::: Entries shown

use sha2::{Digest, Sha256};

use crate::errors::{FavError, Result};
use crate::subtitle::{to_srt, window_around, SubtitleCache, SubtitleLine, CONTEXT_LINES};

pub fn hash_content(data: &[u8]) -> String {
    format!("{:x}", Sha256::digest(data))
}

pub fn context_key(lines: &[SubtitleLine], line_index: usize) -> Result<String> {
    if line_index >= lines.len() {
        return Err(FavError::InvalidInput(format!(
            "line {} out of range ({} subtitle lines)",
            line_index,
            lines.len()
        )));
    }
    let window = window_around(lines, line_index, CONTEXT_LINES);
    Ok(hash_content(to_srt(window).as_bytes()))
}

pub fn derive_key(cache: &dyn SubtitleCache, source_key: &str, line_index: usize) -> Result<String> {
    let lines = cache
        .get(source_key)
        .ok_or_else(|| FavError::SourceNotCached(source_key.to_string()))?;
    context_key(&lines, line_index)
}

::::::
::: Entries shown

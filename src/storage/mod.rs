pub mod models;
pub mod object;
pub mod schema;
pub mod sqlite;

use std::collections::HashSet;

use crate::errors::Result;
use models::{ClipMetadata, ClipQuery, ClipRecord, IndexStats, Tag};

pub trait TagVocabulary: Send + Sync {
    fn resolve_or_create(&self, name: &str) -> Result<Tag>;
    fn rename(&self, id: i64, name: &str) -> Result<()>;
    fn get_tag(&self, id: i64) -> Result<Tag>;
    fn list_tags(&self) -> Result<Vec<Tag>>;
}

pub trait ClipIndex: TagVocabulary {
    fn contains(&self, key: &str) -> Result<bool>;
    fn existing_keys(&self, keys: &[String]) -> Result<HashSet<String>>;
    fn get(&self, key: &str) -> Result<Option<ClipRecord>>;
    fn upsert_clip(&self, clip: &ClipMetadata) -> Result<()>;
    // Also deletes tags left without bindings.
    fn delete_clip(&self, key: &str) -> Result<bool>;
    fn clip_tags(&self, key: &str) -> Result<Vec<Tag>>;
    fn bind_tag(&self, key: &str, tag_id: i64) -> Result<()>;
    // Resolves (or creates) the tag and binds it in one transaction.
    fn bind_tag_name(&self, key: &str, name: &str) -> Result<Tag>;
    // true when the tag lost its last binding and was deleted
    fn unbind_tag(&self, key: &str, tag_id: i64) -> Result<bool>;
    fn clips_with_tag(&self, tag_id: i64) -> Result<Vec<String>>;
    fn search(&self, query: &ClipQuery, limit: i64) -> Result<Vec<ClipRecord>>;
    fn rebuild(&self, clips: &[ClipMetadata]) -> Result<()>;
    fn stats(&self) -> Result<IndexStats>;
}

::::::

● Work instructions
Copy out every line of the data that includes the word "ClipQuery".

● Answer box
use models::{ClipMetadata, ClipQuery, ClipRecord, IndexStats, Tag};
    fn search(&self, query: &ClipQuery, limit: i64) -> Result<Vec<ClipRecord>>;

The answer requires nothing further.